What this task involves: When a line below contains the string "User", show that line.

START Supplied material

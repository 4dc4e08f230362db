use anyhow::{Context, Result};
use reel_events::Vignette;
use reelium::core::{CompiledVignette, SequencerConfig};
use std::sync::Arc;

/// Embedded vignette scripts in stage order
const SOURCES: [(&str, &str); 7] = [
	("investment", include_str!("../vignettes/investment.json")),
	("urban-planning", include_str!("../vignettes/urban-planning.json")),
	("sustainability", include_str!("../vignettes/sustainability.json")),
	("tourism", include_str!("../vignettes/tourism.json")),
	("heritage", include_str!("../vignettes/heritage.json")),
	("investor-relations", include_str!("../vignettes/investor-relations.json")),
	("economic-impact", include_str!("../vignettes/economic-impact.json")),
];

#[derive(Debug, Clone)]
pub struct Catalog {
	entries: Vec<Arc<CompiledVignette>>,
}

impl Catalog {
	/// Parse and compile every embedded vignette
	pub fn load(config: &SequencerConfig) -> Result<Self> {
		Self::from_sources(SOURCES.iter().copied(), config)
	}

	pub fn from_sources<'a>(sources: impl IntoIterator<Item = (&'a str, &'a str)>, config: &SequencerConfig) -> Result<Self> {
		let entries = sources
			.into_iter()
			.map(|(name, json)| {
				let vignette = Vignette::from_json(json).with_context(|| format!("parsing vignette {name}"))?;
				let compiled = CompiledVignette::compile(&vignette, config).with_context(|| format!("compiling vignette {name}"))?;
				tracing::debug!(vignette = name, cues = compiled.timeline().len(), "Vignette compiled");
				Ok(Arc::new(compiled))
			})
			.collect::<Result<Vec<_>>>()?;
		Ok(Self { entries })
	}

	pub fn len(&self) -> usize {
		self.entries.len()
	}

	pub fn is_empty(&self) -> bool {
		self.entries.is_empty()
	}

	pub fn get(&self, index: usize) -> Option<&Arc<CompiledVignette>> {
		self.entries.get(index)
	}

	pub fn position(&self, id: &str) -> Option<usize> {
		self.entries.iter().position(|entry| entry.id() == id)
	}

	pub fn find(&self, id: &str) -> Option<&Arc<CompiledVignette>> {
		self.position(id).and_then(|index| self.get(index))
	}

	pub fn iter(&self) -> impl Iterator<Item = &Arc<CompiledVignette>> {
		self.entries.iter()
	}
}
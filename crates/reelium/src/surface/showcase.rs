use reel_events::CalloutStyle;

use super::{Line, Panel, Span, Tone};
use crate::core::{ShowcaseItem, ShowcaseState, ShowcaseStream};

const BAR_WIDTH: usize = 20;

fn bar(percent: u8) -> String {
	let filled = usize::from(percent.min(100)) * BAR_WIDTH / 100;
	format!("[{}{}]", "\u{2588}".repeat(filled), "\u{2591}".repeat(BAR_WIDTH - filled))
}

fn callout(style: CalloutStyle, content: &str) -> Line {
	match style {
		CalloutStyle::Heading => Line::from_span(Span::new(content, Tone::Accent)),
		CalloutStyle::Body => Line::from_span(Span::plain(content)),
		CalloutStyle::Alert => Line::new(vec![Span::new("\u{26A0} ", Tone::Error), Span::new(content, Tone::Error)]),
	}
}

pub fn render(stream: &ShowcaseStream, state: &ShowcaseState) -> Panel {
	let mut panel = Panel::new(&stream.title);

	if let Some(cycle) = &stream.cycle {
		let strip = cycle
			.options
			.iter()
			.enumerate()
			.map(|(index, option)| {
				let tone = if index == state.cycle_index { Tone::Accent } else { Tone::Muted };
				Span::new(format!(" {} ", option.name), tone)
			})
			.collect();
		panel.push(Line::new(strip));
		if let Some(active) = cycle.options.get(state.cycle_index).filter(|o| !o.detail.is_empty()) {
			panel.push(Line::from_span(Span::plain(&active.detail)));
		}
	}

	let mut scanning = false;
	for (index, item) in stream.items.iter().enumerate().take(state.visible_count) {
		match item {
			ShowcaseItem::Callout { style, content } => panel.push(callout(*style, content)),
			ShowcaseItem::Progress { label } => {
				let percent = state.percent_of(index);
				scanning |= percent < 100;
				let tone = if percent < 100 { Tone::Accent } else { Tone::Done };
				panel.push(Line::new(vec![
					Span::plain(format!("{label} ")),
					Span::new(bar(percent), tone),
					Span::new(format!(" {percent}%"), tone),
				]));
			}
		}
	}

	if scanning {
		panel = panel.with_indicator(Span::new("\u{25CF} scanning", Tone::Accent));
	}

	panel
}
use super::{Line, Panel, Span, Tone};
use crate::core::{ChatState, ChatStream, Speaker};

const TYPING: &str = "\u{2022}\u{2022}\u{2022}";

pub fn render(stream: &ChatStream, state: &ChatState) -> Panel {
	let mut panel = Panel::new(&stream.title);
	if state.shows_typing() {
		panel = panel.with_indicator(Span::new("\u{25CF} typing", Tone::Accent));
	}

	for line in stream.lines.iter().take(state.visible_count) {
		match line.speaker {
			Speaker::User => panel.push(Line::from_span(Span::new(&line.content, Tone::User)).right()),
			Speaker::Responder => panel.push(Line::from_span(Span::new(&line.content, Tone::Responder))),
		}
	}

	if state.shows_typing() {
		panel.push(Line::from_span(Span::new(TYPING, Tone::Muted)));
	}

	panel
}

#[cfg(test)]
mod tests {
	use super::*;
	use crate::core::ChatLine;
	use crate::surface::Align;

	fn stream() -> ChatStream {
		ChatStream {
			title: "Investor Chat".into(),
			lines: vec![
				ChatLine {
					speaker: Speaker::User,
					content: "What is the yield?".into(),
				},
				ChatLine {
					speaker: Speaker::Responder,
					content: "Roughly 7%.".into(),
				},
			],
		}
	}

	#[test]
	fn only_visible_bubbles_are_drawn() {
		let state = ChatState {
			visible_count: 1,
			total: 2,
			typing: false,
		};
		let panel = render(&stream(), &state);
		assert_eq!(panel.lines.len(), 1);
		assert_eq!(panel.lines[0].align, Align::Right);
		assert!(panel.indicator.is_none());
	}

	#[test]
	fn typing_bubble_follows_the_last_visible_message() {
		let state = ChatState {
			visible_count: 1,
			total: 2,
			typing: true,
		};
		let panel = render(&stream(), &state);
		assert_eq!(panel.lines.len(), 2);
		assert_eq!(panel.lines[1].text(), TYPING);
		assert!(panel.indicator.is_some());

		let done = ChatState {
			visible_count: 2,
			total: 2,
			typing: true,
		};
		assert!(!render(&stream(), &done).lines.iter().any(|l| l.text() == TYPING));
	}
}
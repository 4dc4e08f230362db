pub mod error;
pub mod script;
pub mod types;
pub mod vignette;

pub use error::{EventsError, Result};
pub use script::{AgentDef, AgentsCast, CalloutStyle, Cast, ChatCast, CycleDef, CycleOption, Event, EventKind, PanelCast, Payload, Script, ShowcaseCast, ToolDirection, TraceKind};
pub use types::{ActorId, AgentId, TimeMs};
pub use vignette::{MetricDef, Vignette};
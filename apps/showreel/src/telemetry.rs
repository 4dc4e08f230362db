use anyhow::{Context, Result};
use std::fs::OpenOptions;
use std::str::FromStr;
use std::sync::Mutex;
use tracing_subscriber::fmt::{format::JsonFields, writer::BoxMakeWriter};
use tracing_subscriber::{filter::EnvFilter, layer::SubscriberExt, util::SubscriberInitExt, Layer};

use crate::config::{Config, Mode};

/// Installs the global subscriber. Returns `false` when logging stays off:
/// no filter was given, or the TUI owns the terminal and no log file was set.
pub fn init_tracing(config: &Config) -> Result<bool> {
	let Some(directives) = config.rust_log.as_deref() else {
		return Ok(false);
	};

	let writer = match &config.log_file {
		Some(path) => {
			let file = OpenOptions::new()
				.create(true)
				.append(true)
				.open(path)
				.with_context(|| format!("opening log file {}", path.display()))?;
			BoxMakeWriter::new(Mutex::new(file))
		}
		None if config.mode == Mode::Tui => return Ok(false),
		None => BoxMakeWriter::new(std::io::stderr),
	};

	let filter = EnvFilter::from_str(directives).context("invalid RUST_LOG directives")?;
	let ansi = config.log_file.is_none();

	tracing_subscriber::registry()
		.with(if config.log_json {
			Box::new(
				tracing_subscriber::fmt::layer()
					.fmt_fields(JsonFields::default())
					.event_format(tracing_subscriber::fmt::format().json().flatten_event(true).with_span_list(false))
					.with_writer(writer)
					.with_filter(filter),
			) as Box<dyn Layer<_> + Send + Sync>
		} else {
			Box::new(
				tracing_subscriber::fmt::layer()
					.event_format(tracing_subscriber::fmt::format().pretty())
					.with_ansi(ansi)
					.with_writer(writer)
					.with_filter(filter),
			)
		})
		.try_init()
		.context("tracing subscriber already installed")?;

	Ok(true)
}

END Supplied material

Output:
			Speaker::User => panel.push(Line::from_span(Span::new(&line.content, Tone::User)).right()),
					speaker: Speaker::User,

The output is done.